----- Exercise material

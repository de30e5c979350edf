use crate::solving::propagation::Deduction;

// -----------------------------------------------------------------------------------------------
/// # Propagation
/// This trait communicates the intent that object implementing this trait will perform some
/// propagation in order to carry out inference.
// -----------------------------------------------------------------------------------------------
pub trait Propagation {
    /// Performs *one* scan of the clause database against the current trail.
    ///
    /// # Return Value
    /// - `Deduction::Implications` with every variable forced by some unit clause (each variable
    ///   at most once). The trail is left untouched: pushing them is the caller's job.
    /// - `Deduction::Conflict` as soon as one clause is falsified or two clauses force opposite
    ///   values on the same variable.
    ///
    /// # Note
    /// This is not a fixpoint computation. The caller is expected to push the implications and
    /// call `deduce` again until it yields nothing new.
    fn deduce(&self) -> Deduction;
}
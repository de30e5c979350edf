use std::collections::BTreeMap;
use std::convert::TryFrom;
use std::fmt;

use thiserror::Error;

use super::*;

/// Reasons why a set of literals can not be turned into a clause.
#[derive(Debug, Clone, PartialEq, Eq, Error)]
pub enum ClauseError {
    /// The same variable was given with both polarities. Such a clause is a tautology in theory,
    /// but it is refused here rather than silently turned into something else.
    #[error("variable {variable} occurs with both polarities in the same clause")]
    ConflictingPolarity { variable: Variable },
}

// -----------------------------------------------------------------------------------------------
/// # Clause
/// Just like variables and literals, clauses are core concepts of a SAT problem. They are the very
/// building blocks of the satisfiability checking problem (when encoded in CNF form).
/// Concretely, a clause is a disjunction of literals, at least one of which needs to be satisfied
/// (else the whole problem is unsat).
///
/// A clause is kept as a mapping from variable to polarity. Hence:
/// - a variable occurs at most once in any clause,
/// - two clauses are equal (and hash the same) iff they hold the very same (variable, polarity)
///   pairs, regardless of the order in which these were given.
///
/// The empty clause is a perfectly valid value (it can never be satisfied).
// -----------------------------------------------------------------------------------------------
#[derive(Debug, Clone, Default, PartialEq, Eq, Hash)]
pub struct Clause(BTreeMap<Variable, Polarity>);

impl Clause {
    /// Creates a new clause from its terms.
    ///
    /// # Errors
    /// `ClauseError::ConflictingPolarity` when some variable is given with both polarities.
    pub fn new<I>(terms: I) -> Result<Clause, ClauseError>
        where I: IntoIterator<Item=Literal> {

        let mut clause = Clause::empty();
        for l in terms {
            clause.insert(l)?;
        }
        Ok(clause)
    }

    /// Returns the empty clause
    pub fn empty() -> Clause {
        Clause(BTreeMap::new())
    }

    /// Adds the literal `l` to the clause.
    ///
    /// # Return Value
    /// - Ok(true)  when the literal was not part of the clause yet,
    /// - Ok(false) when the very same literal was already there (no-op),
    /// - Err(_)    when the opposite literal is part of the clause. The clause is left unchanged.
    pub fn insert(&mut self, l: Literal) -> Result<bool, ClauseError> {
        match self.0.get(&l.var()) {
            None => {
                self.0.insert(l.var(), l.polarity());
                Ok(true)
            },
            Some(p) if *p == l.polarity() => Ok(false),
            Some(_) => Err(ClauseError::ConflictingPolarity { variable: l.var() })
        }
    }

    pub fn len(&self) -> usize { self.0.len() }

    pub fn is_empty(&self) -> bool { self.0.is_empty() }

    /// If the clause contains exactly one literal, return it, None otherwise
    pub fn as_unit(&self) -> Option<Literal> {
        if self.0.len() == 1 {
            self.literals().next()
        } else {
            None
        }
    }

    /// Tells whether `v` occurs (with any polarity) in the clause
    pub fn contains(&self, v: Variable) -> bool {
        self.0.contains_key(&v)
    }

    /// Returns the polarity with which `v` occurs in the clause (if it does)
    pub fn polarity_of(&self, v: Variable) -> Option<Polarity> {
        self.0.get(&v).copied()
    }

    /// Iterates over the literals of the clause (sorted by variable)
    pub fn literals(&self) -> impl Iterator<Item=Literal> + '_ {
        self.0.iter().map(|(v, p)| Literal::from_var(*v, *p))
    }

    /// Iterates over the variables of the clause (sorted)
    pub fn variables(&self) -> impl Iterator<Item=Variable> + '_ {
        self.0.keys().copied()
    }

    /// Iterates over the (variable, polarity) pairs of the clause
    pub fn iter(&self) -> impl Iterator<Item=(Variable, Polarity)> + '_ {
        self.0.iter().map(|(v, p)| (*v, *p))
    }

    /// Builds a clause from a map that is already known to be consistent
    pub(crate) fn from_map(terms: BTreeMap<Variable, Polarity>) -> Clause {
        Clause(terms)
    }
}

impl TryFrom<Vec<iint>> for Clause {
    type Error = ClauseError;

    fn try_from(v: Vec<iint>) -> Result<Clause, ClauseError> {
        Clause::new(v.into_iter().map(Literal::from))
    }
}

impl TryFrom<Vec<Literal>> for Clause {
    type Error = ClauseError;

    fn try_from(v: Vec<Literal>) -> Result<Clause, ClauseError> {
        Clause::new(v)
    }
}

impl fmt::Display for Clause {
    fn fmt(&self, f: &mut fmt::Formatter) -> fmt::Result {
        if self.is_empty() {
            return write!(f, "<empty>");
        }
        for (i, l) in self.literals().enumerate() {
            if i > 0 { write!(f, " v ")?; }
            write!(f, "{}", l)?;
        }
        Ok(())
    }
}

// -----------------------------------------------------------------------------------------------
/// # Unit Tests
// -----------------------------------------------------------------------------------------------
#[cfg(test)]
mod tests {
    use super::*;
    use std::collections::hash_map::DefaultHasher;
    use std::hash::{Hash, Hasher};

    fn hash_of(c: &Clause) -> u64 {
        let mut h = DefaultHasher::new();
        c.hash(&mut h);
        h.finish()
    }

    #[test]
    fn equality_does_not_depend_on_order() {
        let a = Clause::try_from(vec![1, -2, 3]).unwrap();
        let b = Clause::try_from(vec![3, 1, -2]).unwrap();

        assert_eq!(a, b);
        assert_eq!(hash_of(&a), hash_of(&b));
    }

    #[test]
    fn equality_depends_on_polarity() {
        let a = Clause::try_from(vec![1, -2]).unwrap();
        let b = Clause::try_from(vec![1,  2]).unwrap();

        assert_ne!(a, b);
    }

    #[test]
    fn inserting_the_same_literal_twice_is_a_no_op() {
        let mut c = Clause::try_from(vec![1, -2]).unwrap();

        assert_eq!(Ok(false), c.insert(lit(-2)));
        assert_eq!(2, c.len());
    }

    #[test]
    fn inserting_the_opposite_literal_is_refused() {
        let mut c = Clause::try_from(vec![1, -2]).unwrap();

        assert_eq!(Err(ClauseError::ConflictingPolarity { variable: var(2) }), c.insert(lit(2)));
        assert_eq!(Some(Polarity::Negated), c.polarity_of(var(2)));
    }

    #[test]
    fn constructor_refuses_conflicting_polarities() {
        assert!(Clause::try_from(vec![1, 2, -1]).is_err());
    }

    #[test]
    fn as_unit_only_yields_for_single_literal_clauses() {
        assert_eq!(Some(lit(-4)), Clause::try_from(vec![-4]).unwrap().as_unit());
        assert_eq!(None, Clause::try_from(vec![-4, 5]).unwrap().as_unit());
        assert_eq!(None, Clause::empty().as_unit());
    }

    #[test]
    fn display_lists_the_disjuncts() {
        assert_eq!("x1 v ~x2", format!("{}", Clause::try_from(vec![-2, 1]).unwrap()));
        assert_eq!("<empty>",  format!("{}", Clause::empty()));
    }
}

----------

Task goal
All of the entries should be transcribed exactly as they appear.

Solution for this task
repository de30e5c979350edf
use crate::solving::propagation::Deduction;

// -----------------------------------------------------------------------------------------------
/// # Propagation
/// This trait communicates the intent that object implementing this trait will perform some
/// propagation in order to carry out inference.
// -----------------------------------------------------------------------------------------------
pub trait Propagation {
    /// Performs *one* scan of the clause database against the current trail.
    ///
    /// # Return Value
    /// - `Deduction::Implications` with every variable forced by some unit clause (each variable
    ///   at most once). The trail is left untouched: pushing them is the caller's job.
    /// - `Deduction::Conflict` as soon as one clause is falsified or two clauses force opposite
    ///   values on the same variable.
    ///
    /// # Note
    /// This is not a fixpoint computation. The caller is expected to push the implications and
    /// call `deduce` again until it yields nothing new.
    fn deduce(&self) -> Deduction;
}
repository de30e5c979350edf
use std::collections::BTreeMap;
use std::convert::TryFrom;
use std::fmt;

use thiserror::Error;

use super::*;

/// Reasons why a set of literals can not be turned into a clause.
#[derive(Debug, Clone, PartialEq, Eq, Error)]
pub enum ClauseError {
    /// The same variable was given with both polarities. Such a clause is a tautology in theory,
    /// but it is refused here rather than silently turned into something else.
    #[error("variable {variable} occurs with both polarities in the same clause")]
    ConflictingPolarity { variable: Variable },
}

// -----------------------------------------------------------------------------------------------
/// # Clause
/// Just like variables and literals, clauses are core concepts of a SAT problem. They are the very
/// building blocks of the satisfiability checking problem (when encoded in CNF form).
/// Concretely, a clause is a disjunction of literals, at least one of which needs to be satisfied
/// (else the whole problem is unsat).
///
/// A clause is kept as a mapping from variable to polarity. Hence:
/// - a variable occurs at most once in any clause,
/// - two clauses are equal (and hash the same) iff they hold the very same (variable, polarity)
///   pairs, regardless of the order in which these were given.
///
/// The empty clause is a perfectly valid value (it can never be satisfied).
// -----------------------------------------------------------------------------------------------
#[derive(Debug, Clone, Default, PartialEq, Eq, Hash)]
pub struct Clause(BTreeMap<Variable, Polarity>);

impl Clause {
    /// Creates a new clause from its terms.
    ///
    /// # Errors
    /// `ClauseError::ConflictingPolarity` when some variable is given with both polarities.
    pub fn new<I>(terms: I) -> Result<Clause, ClauseError>
        where I: IntoIterator<Item=Literal> {

        let mut clause = Clause::empty();
        for l in terms {
            clause.insert(l)?;
        }
        Ok(clause)
    }

    /// Returns the empty clause
    pub fn empty() -> Clause {
        Clause(BTreeMap::new())
    }

    /// Adds the literal `l` to the clause.
    ///
    /// # Return Value
    /// - Ok(true)  when the literal was not part of the clause yet,
    /// - Ok(false) when the very same literal was already there (no-op),
    /// - Err(_)    when the opposite literal is part of the clause. The clause is left unchanged.
    pub fn insert(&mut self, l: Literal) -> Result<bool, ClauseError> {
        match self.0.get(&l.var()) {
            None => {
                self.0.insert(l.var(), l.polarity());
                Ok(true)
            },
            Some(p) if *p == l.polarity() => Ok(false),
            Some(_) => Err(ClauseError::ConflictingPolarity { variable: l.var() })
        }
    }

    pub fn len(&self) -> usize { self.0.len() }

    pub fn is_empty(&self) -> bool { self.0.is_empty() }

    /// If the clause contains exactly one literal, return it, None otherwise
    pub fn as_unit(&self) -> Option<Literal> {
        if self.0.len() == 1 {
            self.literals().next()
        } else {
            None
        }
    }

    /// Tells whether `v` occurs (with any polarity) in the clause
    pub fn contains(&self, v: Variable) -> bool {
        self.0.contains_key(&v)
    }

    /// Returns the polarity with which `v` occurs in the clause (if it does)
    pub fn polarity_of(&self, v: Variable) -> Option<Polarity> {
        self.0.get(&v).copied()
    }

    /// Iterates over the literals of the clause (sorted by variable)
    pub fn literals(&self) -> impl Iterator<Item=Literal> + '_ {
        self.0.iter().map(|(v, p)| Literal::from_var(*v, *p))
    }

    /// Iterates over the variables of the clause (sorted)
    pub fn variables(&self) -> impl Iterator<Item=Variable> + '_ {
        self.0.keys().copied()
    }

    /// Iterates over the (variable, polarity) pairs of the clause
    pub fn iter(&self) -> impl Iterator<Item=(Variable, Polarity)> + '_ {
        self.0.iter().map(|(v, p)| (*v, *p))
    }

    /// Builds a clause from a map that is already known to be consistent
    pub(crate) fn from_map(terms: BTreeMap<Variable, Polarity>) -> Clause {
        Clause(terms)
    }
}

impl TryFrom<Vec<iint>> for Clause {
    type Error = ClauseError;

    fn try_from(v: Vec<iint>) -> Result<Clause, ClauseError> {
        Clause::new(v.into_iter().map(Literal::from))
    }
}

impl TryFrom<Vec<Literal>> for Clause {
    type Error = ClauseError;

    fn try_from(v: Vec<Literal>) -> Result<Clause, ClauseError> {
        Clause::new(v)
    }
}

impl fmt::Display for Clause {
    fn fmt(&self, f: &mut fmt::Formatter) -> fmt::Result {
        if self.is_empty() {
            return write!(f, "<empty>");
        }
        for (i, l) in self.literals().enumerate() {
            if i > 0 { write!(f, " v ")?; }
            write!(f, "{}", l)?;
        }
        Ok(())
    }
}

// -----------------------------------------------------------------------------------------------
/// # Unit Tests
// -----------------------------------------------------------------------------------------------
#[cfg(test)]
mod tests {
    use super::*;
    use std::collections::hash_map::DefaultHasher;
    use std::hash::{Hash, Hasher};

    fn hash_of(c: &Clause) -> u64 {
        let mut h = DefaultHasher::new();
        c.hash(&mut h);
        h.finish()
    }

    #[test]
    fn equality_does_not_depend_on_order() {
        let a = Clause::try_from(vec![1, -2, 3]).unwrap();
        let b = Clause::try_from(vec![3, 1, -2]).unwrap();

        assert_eq!(a, b);
        assert_eq!(hash_of(&a), hash_of(&b));
    }

    #[test]
    fn equality_depends_on_polarity() {
        let a = Clause::try_from(vec![1, -2]).unwrap();
        let b = Clause::try_from(vec![1,  2]).unwrap();

        assert_ne!(a, b);
    }

    #[test]
    fn inserting_the_same_literal_twice_is_a_no_op() {
        let mut c = Clause::try_from(vec![1, -2]).unwrap();

        assert_eq!(Ok(false), c.insert(lit(-2)));
        assert_eq!(2, c.len());
    }

    #[test]
    fn inserting_the_opposite_literal_is_refused() {
        let mut c = Clause::try_from(vec![1, -2]).unwrap();

        assert_eq!(Err(ClauseError::ConflictingPolarity { variable: var(2) }), c.insert(lit(2)));
        assert_eq!(Some(Polarity::Negated), c.polarity_of(var(2)));
    }

    #[test]
    fn constructor_refuses_conflicting_polarities() {
        assert!(Clause::try_from(vec![1, 2, -1]).is_err());
    }

    #[test]
    fn as_unit_only_yields_for_single_literal_clauses() {
        assert_eq!(Some(lit(-4)), Clause::try_from(vec![-4]).unwrap().as_unit());
        assert_eq!(None, Clause::try_from(vec![-4, 5]).unwrap().as_unit());
        assert_eq!(None, Clause::empty().as_unit());
    }

    #[test]
    fn display_lists_the_disjuncts() {
        assert_eq!("x1 v ~x2", format!("{}", Clause::try_from(vec![-2, 1]).unwrap()));
        assert_eq!("<empty>",  format!("{}", Clause::empty()));
    }
}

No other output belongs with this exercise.